Caper as a genre is difficult to get right. What looks great as an idea might turn out to be a disappointment when stretched to a feature-length film. Unfortunately, that is the case with Aasmaan Bhardwaj’s Kuttey. I was so looking forward to watching this film. The debutante director will be cruelly compared with his genius filmmaker-musician father who is also the co-writer of this film. If somebody else had made this same film, it wouldn’t have mattered for anyone to compare.
I don’t have a problem with a filmmaker giving homage to his influences. The filmmakers who have influenced me are the ones who have often paid homages to their heroes. Aasmaan starts off Kuttey with a Tarantino-style blood splash action sequence. That sequence telling the story of a Naxalite (Konkona Sen Sharma) is done well. Konkona’s Lakshmi is the first of the Kuttey (dogs) we see. In jail, in the remote Gadchiroli district of Maharashtra. Sharing the screen space with her in that scene is another dog called Paaji (Kumud Mishra). Mishra is the only one among the cast with some sort of a moral compass.
Also read: Aasmaan Bhardwaj’s heartfelt conversation about making Kuttey and Vishal Bhardwaj’s advice to him
The action cuts to 13 years later to 2016. Paaji along with his younger colleague Gopal (Arjun Kapoor) abide by the law and break it at their convenience. There’s their senior, ACP Poonam Sandhu (Tabu), a corrupt, trash-talker cop. This part was earlier written as a male cop. I never thought that I would write this sentence ever but Tabu awkwardly struggles to pull off the swagger of that character. In the first half, she seems uneasy in mouthing a rather unnecessary fable of a scorpion and a frog and reasoning “there are no ‘real men’ in the world” behind her not getting married.
Naseeruddin Shah plays a wheelchaired politician/don Khobre. Radhika Madan plays his daughter Lovely. You can’t help but be reminded of Bhope Bhau (Amole Gupte) and his sister Sweety (Priyanka Chopra) from Kaminey (2009) directed by Vishal Bhardwaj. Lovely wants to elope with her father’s henchman Danish (Shardul Bharadwaj). There’s an unnecessary romantic lovemaking song sequence in a car that completely pulls you out of the movie.
The first half is rather flat. There’s always a point in a film where a film ‘kicks in’. That happens in the second half of the film in the chapter Moong Ki Daal. I liked the chapter-wise storytelling. If you have watched enough capers, you’d know the structural tropes the filmmaker will use.
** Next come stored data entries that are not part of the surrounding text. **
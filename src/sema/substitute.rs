//! The AST substituter: a uniform rewrite of every type-bearing position.
//!
//! Monomorphization deep-clones a generic declaration and then runs this
//! pass over the clone, replacing each type with its substituted form:
//! expression annotations, field and parameter types, return types, enum
//! variant payloads, intrinsic and specialization type arguments, and the
//! literals inside patterns. After the pass, no node of the clone refers to
//! a substituted parameter.

use crate::ast::*;
use crate::types::TypeMap;

pub struct Substituter<'a> {
    mapping: &'a TypeMap,
}

impl<'a> Substituter<'a> {
    pub fn new(mapping: &'a TypeMap) -> Self {
        Self { mapping }
    }

    fn subst(&self, ty: &mut crate::types::Type) {
        *ty = ty.substitute(self.mapping);
    }

    fn subst_opt(&self, ty: &mut Option<crate::types::Type>) {
        if let Some(inner) = ty {
            self.subst(inner);
        }
    }

    pub fn apply_stmt(&self, stmt: &mut Stmt) {
        match stmt {
            Stmt::Decl(decl) => self.apply_decl(decl),
            Stmt::Block(block) => self.apply_block(block),
            Stmt::If(if_stmt) => {
                self.apply_expr(&mut if_stmt.condition);
                self.apply_block(&mut if_stmt.then_block);
                if let Some(else_block) = &mut if_stmt.else_block {
                    self.apply_block(else_block);
                }
            }
            Stmt::While(while_stmt) => {
                self.apply_expr(&mut while_stmt.condition);
                self.apply_block(&mut while_stmt.body);
            }
            Stmt::DoWhile(do_while) => {
                self.apply_block(&mut do_while.body);
                self.apply_expr(&mut do_while.condition);
            }
            Stmt::For(for_stmt) => {
                if let Some(init) = &mut for_stmt.init {
                    self.apply_stmt(init);
                }
                if let Some(condition) = &mut for_stmt.condition {
                    self.apply_expr(condition);
                }
                if let Some(step) = &mut for_stmt.step {
                    self.apply_expr(step);
                }
                self.apply_block(&mut for_stmt.body);
            }
            Stmt::Switch(switch) => {
                self.apply_expr(&mut switch.condition);
                for case in &mut switch.cases {
                    if let Some(pattern) = &mut case.pattern {
                        self.apply_pattern(pattern);
                    }
                    self.apply_block(&mut case.body);
                }
            }
            Stmt::Return(ret) => {
                if let Some(value) = &mut ret.value {
                    self.apply_expr(value);
                }
            }
            Stmt::Expr(expr) => self.apply_expr(expr),
            Stmt::Break | Stmt::Continue => {}
        }
    }

    pub fn apply_decl(&self, decl: &mut Decl) {
        match decl {
            Decl::Var(var) => self.apply_var(var),
            Decl::Function(func) => self.apply_function(func),
            Decl::Struct(st) => {
                for member in &mut st.members {
                    self.apply_var(member);
                }
            }
            Decl::Enum(en) => {
                self.subst_opt(&mut en.ty);
                for variant in &mut en.variants {
                    self.apply_variant(variant);
                }
            }
            Decl::Class(class) => {
                for member in &mut class.members {
                    match member {
                        ClassMember::Field(var) => self.apply_var(var),
                        ClassMember::Method(method) => self.apply_method(method),
                        ClassMember::Constructor(ctor) => {
                            for param in &mut ctor.params {
                                self.subst(&mut param.ty);
                            }
                            self.apply_block(&mut ctor.body);
                        }
                    }
                }
            }
            Decl::Request(req) => {
                for member in &mut req.members {
                    match &mut member.item {
                        RequestItem::Field(var) => self.apply_var(var),
                        RequestItem::Method(method) => self.apply_method(method),
                        RequestItem::Variant(variant) => self.apply_variant(variant),
                    }
                }
            }
            Decl::Import(_) | Decl::Package(_) | Decl::Use(_) => {}
        }
    }

    pub fn apply_var(&self, var: &mut VarDecl) {
        self.subst_opt(&mut var.ty);
        if let Some(init) = &mut var.init {
            self.apply_expr(init);
        }
    }

    pub fn apply_function(&self, func: &mut FunctionDecl) {
        for param in &mut func.params {
            self.subst(&mut param.ty);
        }
        self.subst(&mut func.return_type);
        if let Some(body) = &mut func.body {
            self.apply_block(body);
        }
    }

    pub fn apply_method(&self, method: &mut MethodDecl) {
        for param in &mut method.params {
            self.subst(&mut param.ty);
        }
        self.subst(&mut method.return_type);
        if let Some(body) = &mut method.body {
            self.apply_block(body);
        }
    }

    fn apply_variant(&self, variant: &mut EnumVariantDecl) {
        match &mut variant.body {
            VariantBody::Unit => {}
            VariantBody::Tuple(types) => {
                for ty in types {
                    self.subst(ty);
                }
            }
            VariantBody::Struct(fields) => {
                for field in fields {
                    self.apply_var(field);
                }
            }
        }
    }

    pub fn apply_block(&self, block: &mut Block) {
        for stmt in &mut block.statements {
            self.apply_stmt(stmt);
        }
    }

    pub fn apply_expr(&self, expr: &mut Expr) {
        self.subst_opt(&mut expr.ty);
        match &mut expr.kind {
            ExprKind::Literal { explicit_ty, .. } => self.subst_opt(explicit_ty),
            ExprKind::Identifier(_) => {}
            ExprKind::Binary { left, right, .. } => {
                self.apply_expr(left);
                self.apply_expr(right);
            }
            ExprKind::Unary { operand, .. }
            | ExprKind::AddressOf(operand)
            | ExprKind::Deref(operand)
            | ExprKind::Question(operand) => self.apply_expr(operand),
            ExprKind::Call { callee, args } => {
                self.apply_expr(callee);
                for arg in args {
                    self.apply_expr(arg);
                }
            }
            ExprKind::Member { base, .. } => self.apply_expr(base),
            ExprKind::StructLiteral { base, fields } => {
                self.apply_expr(base);
                for field in fields {
                    self.apply_expr(&mut field.value);
                }
            }
            ExprKind::ArrayLiteral(elements) => {
                for element in elements {
                    self.apply_expr(element);
                }
            }
            ExprKind::Index { base, index } => {
                self.apply_expr(base);
                self.apply_expr(index);
            }
            ExprKind::Intrinsic { type_arg, args, .. } => {
                self.subst_opt(type_arg);
                for arg in args {
                    self.apply_expr(arg);
                }
            }
            ExprKind::Specialization {
                base, type_args, ..
            } => {
                self.apply_expr(base);
                for ty in type_args {
                    self.subst(ty);
                }
            }
        }
    }

    pub fn apply_pattern(&self, pattern: &mut Pattern) {
        match pattern {
            Pattern::Literal(literal) => self.apply_expr(literal),
            Pattern::Variant { sub_patterns, .. } => {
                for sub in sub_patterns {
                    self.apply_pattern(sub);
                }
            }
            Pattern::Identifier(_) | Pattern::Wildcard => {}
        }
    }
}

#[cfg(test)]
mod tests {
    use super::*;
    use crate::types::{Type, TypeMap, TypeKind};

    fn mapping_t_to_i32() -> TypeMap {
        let mut mapping = TypeMap::new();
        mapping.insert("T".into(), Type::i32());
        mapping
    }

    /// Walk a type looking for any remaining parameter reference.
    fn contains_param(ty: &Type, name: &str) -> bool {
        match ty.kind() {
            TypeKind::Param { name: n, .. } => n == name,
            TypeKind::Pointer(base) => contains_param(base, name),
            TypeKind::Array(base, _) => contains_param(base, name),
            TypeKind::Function { params, ret, .. } => {
                params.iter().any(|p| contains_param(p, name)) || contains_param(ret, name)
            }
            _ => false,
        }
    }

    #[test]
    fn function_substitution_is_complete() {
        let mut parser = crate::parser::Parser::new(
            "fn id[T](x: T): T { let y: T = x; return y; }",
        );
        let program = parser.parse_program().expect("parse failed");
        let Stmt::Decl(Decl::Function(func)) = &program[0] else {
            panic!("expected function");
        };

        let mapping = mapping_t_to_i32();
        let mut clone = func.clone();
        Substituter::new(&mapping).apply_function(&mut clone);

        assert_eq!(clone.params[0].ty, Type::i32());
        assert_eq!(clone.return_type, Type::i32());
        let Some(Stmt::Decl(Decl::Var(var))) =
            clone.body.as_ref().map(|b| &b.statements[0])
        else {
            panic!("expected let");
        };
        assert_eq!(var.ty, Some(Type::i32()));
        assert!(!contains_param(var.ty.as_ref().unwrap(), "T"));
    }

    #[test]
    fn enum_variant_payloads_are_rewritten() {
        let mut parser = crate::parser::Parser::new("enum Option[T] { None, Some(T) }");
        let program = parser.parse_program().expect("parse failed");
        let Stmt::Decl(Decl::Enum(en)) = &program[0] else {
            panic!("expected enum");
        };

        let mapping = mapping_t_to_i32();
        let mut clone = Decl::Enum(en.clone());
        Substituter::new(&mapping).apply_decl(&mut clone);

        let Decl::Enum(en) = clone else { unreachable!() };
        let VariantBody::Tuple(types) = &en.variants[1].body else {
            panic!("expected tuple variant");
        };
        assert_eq!(types[0], Type::i32());
    }

    #[test]
    fn unmapped_params_survive_unchanged() {
        let mapping = mapping_t_to_i32();
        let mut expr = Expr::new(ExprKind::Intrinsic {
            kind: IntrinsicKind::Sizeof,
            type_arg: Some(Type::param("U")),
            args: vec![],
        });
        Substituter::new(&mapping).apply_expr(&mut expr);
        let ExprKind::Intrinsic { type_arg, .. } = &expr.kind else {
            unreachable!()
        };
        assert_eq!(type_arg.clone().unwrap(), Type::param("U"));
    }
}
Then, in the climax all hell will break loose and there might be a Mexican standoff. 13 years later, Konkona with her Naxalite group magically arrives in the Khandala region of Maharashtra which lies between two metro cities Pune and Mumbai. That angle seemed forced just so that they could all be pitted against each other.
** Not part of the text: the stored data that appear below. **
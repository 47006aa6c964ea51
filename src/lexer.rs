//! Lexical analysis for Veil.
//!
//! Tokenizes Veil source into a stream of [`Token`]s. Handles keywords and
//! identifiers, integer/float literals with `_` digit separators and width
//! suffixes, single-line strings, character literals vs. lifetimes, nested
//! block comments, and greedy compound operators.
//!
//! The lexer never fails: anything it cannot classify becomes a
//! [`TokenKind::Unknown`] token, which the parser rejects with the stored
//! line number.
//!
//! # Example
//!
//! ```rust
//! use veilc::{Lexer, TokenKind};
//!
//! let tokens: Vec<_> = Lexer::new("let x = 42;").map(|t| t.kind).collect();
//! assert_eq!(tokens[0], TokenKind::Let);
//! assert_eq!(tokens[1], TokenKind::Identifier);
//! assert_eq!(tokens[2], TokenKind::Equal);
//! assert_eq!(tokens[3], TokenKind::Integer);
//! assert_eq!(tokens[4], TokenKind::Semicolon);
//! assert_eq!(tokens[5], TokenKind::EndOfFile);
//! ```

use crate::span::{LineIndex, Span};
use logos::Logos;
Also read: Victor Mukherjee: “Lakadbaggha is my ode to believing in good”
Generally, in such capers, the narrative is driven by the plot. Seldom do you see a character-driven caper. Referencing Kaminey here not to compare but to give you a reference. And also, because Kuttey uses the pulsating Dhan Te Nan from Kaminey as its background score quite often. Every character from that film had its own space and identity. In Kuttey, only Gopal gets some kind of a backstory or a sub-plot if you may. None of the characters stay with you nor do you feel invested in any of them.
The film is ambitious in the setting that it is placed in. There’s night, there’s rain, and there’s action in the night and rain. It is a Hercules task to pull off. The film succeeds for the most part in that endeavor. But there are a couple of glaring continuity errors. The VFX work of people getting shot and blood bursting out should have been done better. It was rather a sad feeling when every time the Dhan Te Nan tune played in Kuttey, I thought of Kaminey. I did everything possible to watch that film in the theatre during a massive wave of swine flu in 2009.
It would be silly to say that the film has a Vishal Bhardwaj effect. Of course, it will be there. The dialogue and additional screenplay are written by him. He has also scored the music and co-produced the film. It is unfair to compare the father and son. Bhardwaj Jr’s film looks like a showreel of what he aspired to do with his debut. It never becomes the film that he must have set out to do. Having said that, it would be interesting to see what he makes next.